Gitelman syndrome is a variant of Bartter syndrome that is distinguished primarily by hypocalciuria (urinary Ca/Cr ratio 0.07, mg/mg). [76] Patients with Gitelman syndrome present later in life, usually after the age of 6 years, have milder symptoms, and usually have preserved urinary concentrating ability. [76] The genetic defect in these families is due to inactivating mutations in the DCT electroneutral thiazide-sensitive Na+ -Cl- cotransporter, TSC. [80] The difference in nephron segment site of the NaCl reabsorption defect can explain the difference between classic Bartter and Gitelman syndromes in urinary concentrating ability (NaCl reabsorption in the medullary TAL, but not the DCT, contributes to the medullary interstitium concentrating gradient) and Ca2+ excretion (NaCl reabsorption is required for generation of the driving force for Ca2+ reabsorption in the TAL but not the DCT), and these in turn mirror the differences observed with chronic loop and thiazide diuretic therapy.
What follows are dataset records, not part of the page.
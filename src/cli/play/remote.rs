//! Threads around the playback loop: key input and event reporting.

use std::io::{self, BufRead};
use std::thread;
use std::time::Duration;

use anyhow::{Result, anyhow};
use indicatif::ProgressBar;

use ddvd::structs::command::{Command, CommandSender};
use ddvd::structs::event::{Event, EventReceiver, TimeInfo};
use ddvd::structs::nav::lang_str;
use ddvd::structs::pipe::Wait;
use ddvd::utils::errors::ProtocolError;

pub fn parse_keys(keys: &[String]) -> Result<Vec<Command>> {
    keys.iter()
        .filter(|k| !k.trim().is_empty())
        .map(|k| k.parse::<Command>().map_err(|e| anyhow!(e)))
        .collect()
}

/// Sends `keys` one per `interval`. The engine has gone away once a send
/// fails, which ends the script quietly.
pub fn spawn_key_script(
    keys: Vec<Command>,
    interval: Duration,
    commands: CommandSender,
) -> thread::JoinHandle<Result<()>> {
    thread::spawn(move || -> Result<()> {
        for key in keys {
            thread::sleep(interval);
            log::debug!("Key {key:?}");
            if commands.send(key).is_err() {
                break;
            }
        }
        Ok(())
    })
}

/// Reads one key per stdin line; end of input exits the session.
pub fn spawn_interactive(commands: CommandSender) -> thread::JoinHandle<Result<()>> {
    thread::spawn(move || -> Result<()> {
        for line in io::stdin().lock().lines() {
            let line = line?;
            if line.trim().is_empty() {
                continue;
            }
            match line.parse::<Command>() {
                Ok(key) => {
                    if commands.send(key).is_err() {
                        return Ok(());
                    }
                }
                Err(e) => log::warn!("{e}"),
            }
        }
        // The engine may already be gone.
        let _ = commands.send(Command::Exit);
        Ok(())
    })
}

/// Logs every event until the engine drops its sender.
pub fn spawn_event_logger(
    mut events: EventReceiver,
    pb: Option<ProgressBar>,
) -> thread::JoinHandle<Result<()>> {
    thread::spawn(move || -> Result<()> {
        loop {
            let event = match events.poll(Wait::Blocking) {
                Ok(Some(event)) => event,
                Ok(None) => continue,
                Err(ProtocolError::Disconnected) => break,
                Err(e) => return Err(e.into()),
            };
            report(&event, pb.as_ref());
        }
        if let Some(pb) = pb {
            pb.finish_and_clear();
        }
        Ok(())
    })
}

fn report(event: &Event, pb: Option<&ProgressBar>) {
    match event {
        Event::Time(time) => match pb {
            Some(pb) => pb.set_message(position(time)),
            None => log::debug!("Time {}", position(time)),
        },
        Event::StateFastForward(trick) => {
            log::info!("Fast forward x{} at {}", trick.speed, position(&trick.time))
        }
        Event::StateFastBackward(trick) => {
            log::info!("Fast backward x{} at {}", trick.speed, position(&trick.time))
        }
        Event::StatePlay => log::info!("Playing"),
        Event::StatePause => log::info!("Paused"),
        Event::Text(text) => log::warn!("{text}"),
        Event::TitleString(title) => log::info!("Title \"{title}\""),
        Event::Audio(audio) => log::info!(
            "Audio stream {} ({}), format {:#x}",
            audio.id,
            lang_str(audio.lang),
            audio.format
        ),
        Event::Subtitle(sub) if sub.id < 0 => log::info!("Subtitles off"),
        Event::Subtitle(sub) => {
            log::info!("Subtitle stream {} ({})", sub.id, lang_str(sub.lang))
        }
        Event::Angle(angle) => log::info!("Angle {} of {}", angle.current, angle.count),
        Event::EndOfFile => log::info!("End of title"),
        Event::StartOfFile => log::info!("Start of title"),
        Event::MenuOpened => log::info!("Menu opened"),
        Event::MenuClosed => log::info!("Menu closed"),
        Event::SizeChanged(size) => log::info!(
            "Video {}x{}, aspect code {}",
            size.width,
            size.height,
            size.aspect
        ),
        Event::SpuRendered(spu) => log::debug!("Subpicture rendered for PTS {}", spu.target_pts),
        other => log::trace!("{other:?}"),
    }
}

fn position(time: &TimeInfo) -> String {
    format!(
        "title {} chapter {} {:02}:{:02}:{:02} / {:02}:{:02}:{:02}",
        time.pos_title,
        time.pos_chapter,
        time.pos_hours,
        time.pos_minutes,
        time.pos_seconds,
        time.end_hours,
        time.end_minutes,
        time.end_seconds
    )
}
Interestingly, however, renal Mg2+ wasting and hypomagnesemia is universally found in patients with Gitelman syndrome, [76] in contrast to classic Bartter syndrome, in which only one third are hypomagnesemic, an anomaly that cannot readily be explained from the current knowledge of Mg2+ transport physiology, and that appears inconsistent with the negligible degree of magnesuria normally found in hypertensive patients receiving chronic thiazide diuretics. [75]
Hypercalcemia and Ca2+ -Sensing Disorders.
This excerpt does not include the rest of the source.